C'est pour cette raison que Demaret et Lambert ont proposé d'appeler ce principe
"le Principe Faible Élargi" [10].
Celui-ci est formulé par Tipler et Barrow de la manière suivante: "Les valeurs
observées de toutes les grandeurs physique et cosmologiques ne sont pas également
probables, mais ces grandeurs prennent des valeurs soumises à la double restriction
suivante: il faut qu'il existe des sites où puisse évoluer une vie basée sur
le carbone et il faut que l'univers soit assez vieux pour avoir déjà donné lieu
à une telle évolution" [11].
Dans un essai postérieur, Tipler a proposé une autre formulation: "Les grandeurs
observée de toutes les grandeurs physiques ne sont pas également probables,
mais sont plutôt restreinte par le fait que ces grandeurs sont mesurées par
une forme de vie intelligente basée sur le carbone, qui a spontenément évolué
sur une planète de type terrestre autour d'une étoile de type G2" [12].
Carter s'est par la suite rapproché de ces vues. Le but de cette nouvelle formulation
n'est pas seulement de trouver une ligne de démarcation claire entre les principes
faible et fort, mais aussi d'échapper au caractère tautologique qu'avait les
premières formulations du principe faible.
1.3. Le Principe anthropique fort
Ici apparaît toute la différence entre le principe faible et le principe fort.
Le principe fort accepte que l'existence de l'homme introduit une contrainte
absolue dans toute modélisation de l'univers et donc un principe de nécessité:
"L'univers doit nécessairement posséder des propriétés telles qu'elles permettent
l'apparition de la vie intelligente à un moment de son développement".
Le concept de nécessité qu'introduit ici le principe fort a d'importantes conséquences
scientifiques et philosophiques.
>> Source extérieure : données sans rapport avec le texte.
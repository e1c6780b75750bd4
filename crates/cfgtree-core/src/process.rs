//! Top-level entry point: cfg files and command-line arguments into a tree

use crate::bind::{bind, help_text};
use crate::config::{ResolverSettings, SettingsLayer};
use crate::merge::{MergedArgs, merge_args};
use crate::params::{ParamKind, ParamSet, ParamTree, ParamValue, coerce};
use crate::resolve::{SectionReport, plan_passes, resolve_sections, split_cfg_list};
use crate::Result;
use cfgtree_sections::{SectionIndex, read_or_load};
use serde_json::Value;

/// Inputs of one [`process`] call besides the tree.
#[derive(Debug, Clone, Default)]
pub struct ProcessOptions {
    /// Cfg list; when empty, the `cfg` member of the tree is used.
    pub cfg: Vec<String>,
    /// Command-line arguments, highest precedence.
    pub args: Vec<String>,
    /// Settings below the ones carried by the tree, usually from
    /// [`SettingsResolver`](crate::config::SettingsResolver).
    pub base: SettingsLayer,
    /// Settings above everything else.
    pub overrides: SettingsLayer,
}

impl ProcessOptions {
    pub fn new<S: AsRef<str>>(cfg: &[S], args: &[S]) -> Self {
        let owned = |items: &[S]| items.iter().map(|s| s.as_ref().to_string()).collect();
        Self {
            cfg: owned(cfg),
            args: owned(args),
            ..Self::default()
        }
    }
}

/// The merged argument stream before binding.
#[derive(Debug, Clone, Default, PartialEq)]
pub struct ArgStream {
    pub merged: MergedArgs,
    pub reports: Vec<SectionReport>,
    pub settings: ResolverSettings,
    /// Cfg list the stream was built from.
    pub cfg: Vec<String>,
    /// Cfg list taken from a leading `--cfg=` argument.
    pub cfg_from_cmd: Option<String>,
}

/// Result of a [`process`] call.
#[derive(Debug, Clone, Default, PartialEq)]
pub struct ProcessOutcome {
    /// Arguments handed to the binder.
    pub args: Vec<String>,
    pub reports: Vec<SectionReport>,
    /// Help text when a help flag was given; nothing was bound then.
    pub help: Option<String>,
    /// Arguments naming no member, kept in allow-unknown mode.
    pub unknown: Vec<String>,
    pub cfg: Vec<String>,
}

fn cfg_from_tree(tree: &dyn ParamTree) -> Vec<String> {
    match tree.value_of("cfg") {
        Some(ParamValue::Str(s) | ParamValue::MultiCfg(s)) if !s.is_empty() => vec![s],
        Some(ParamValue::Seq(items)) => items.iter().map(ToString::to_string).collect(),
        _ => Vec::new(),
    }
}

/// A leading `--cfg=<spec>` or `cfg=<spec>` argument.
fn leading_cfg(args: &[String]) -> Option<String> {
    let first = args.first()?;
    let first = first.strip_prefix("--").unwrap_or(first);
    first.strip_prefix("cfg=").map(str::to_string)
}

/// Resolve every cfg file and merge the result with the command line.
pub fn build_args(tree: &dyn ParamTree, options: &ProcessOptions) -> Result<ArgStream> {
    let mut cmd_args = options.args.as_slice();
    let cfg_from_cmd = leading_cfg(cmd_args);
    if cfg_from_cmd.is_some() {
        cmd_args = &cmd_args[1..];
    }

    let cfg = match &cfg_from_cmd {
        Some(spec) => vec![spec.clone()],
        None if !options.cfg.is_empty() => options.cfg.clone(),
        None => cfg_from_tree(tree),
    };
    let cfg = split_cfg_list(&cfg);

    let mut settings = ResolverSettings::default();
    settings.apply(&options.base);
    settings.apply(&SettingsLayer::from_tree(tree));
    settings.apply(&options.overrides);

    let mut stream: Vec<String> = Vec::new();
    let mut reports = Vec::new();
    let mut previous: Option<SectionIndex> = None;

    for pass in plan_passes(&cfg, &settings)? {
        let index = match previous.take() {
            Some(index) if pass.repeat => {
                let scope = if pass.exclude_common {
                    " without common sections"
                } else {
                    ""
                };
                tracing::info!("Processing repeat parameters from {}{scope}", pass.path);
                index
            }
            _ => read_or_load(&pass.path, settings.cache)?,
        };

        let resolution = resolve_sections(&index, &pass.sections, pass.exclude_common)?;
        if !resolution.report.is_empty() {
            tracing::info!("{}", resolution.report);
        }
        stream.extend(resolution.args);
        stream.push("@".to_string());
        reports.push(resolution.report);
        previous = Some(index);
    }

    stream.push("@".to_string());
    stream.extend(cmd_args.iter().cloned());

    let merged = merge_args(tree, &stream, settings.allow_unknown)?;
    Ok(ArgStream {
        merged,
        reports,
        settings,
        cfg,
        cfg_from_cmd,
    })
}

/// Resolve and bind into `tree`.
pub fn process(tree: &mut dyn ParamTree, options: &ProcessOptions) -> Result<ProcessOutcome> {
    let ArgStream {
        merged,
        reports,
        settings,
        cfg,
        cfg_from_cmd,
    } = build_args(tree, options)?;

    if merged.help {
        return Ok(ProcessOutcome {
            args: merged.args,
            reports,
            help: Some(help_text(tree)),
            unknown: Vec::new(),
            cfg,
        });
    }

    let unknown = bind(tree, &merged.args, settings.allow_unknown)?;

    if let Some(spec) = cfg_from_cmd {
        let kind = tree.kind_of("cfg").filter(|&kind| kind != ParamKind::Nested);
        if let Some(kind) = kind {
            tree.assign("cfg", coerce("cfg", kind, &spec)?)?;
        }
    }

    Ok(ProcessOutcome {
        args: merged.args,
        reports,
        help: None,
        unknown,
        cfg,
    })
}

/// [`process`] a plain JSON document; returns the updated document.
pub fn process_json(defaults: &Value, options: &ProcessOptions) -> Result<(Value, ProcessOutcome)> {
    let mut tree = ParamSet::from_json(defaults)?;
    let outcome = process(&mut tree, options)?;
    Ok((tree.to_json(), outcome))
}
La principe faible limite sa portée à un ensemble
de constatations très restreint. L'existence de l'homme implique une contrainte
sur l'âge de l'univers et par conséquent sur sa taille qui doit être telle qu'elle
soit compatible avec notre existence.
En introduisant la notion de nécessité, le principe fort élargit le champ du
Principe anthropique pour englober non seulement l'âge et la taille de l'univers,
mais également la plupart de ses caractéristiques physiques gouvernées par des
variables cosmologiques dont la sélection doit être compatible avec la vie consciente.
Si on se borne à constater que l'existence de l'homme impose à tout modèle cosmologique
que ses variables soient compatibles avec cette existence, nous voyons bien
que nous ne sommes pas sortis du cadre scientifique.
Une théorie épistémologique qui entendrait réfuter une telle démarche devrait
s'attaquer non seulement au principe fort mais également au principe faible.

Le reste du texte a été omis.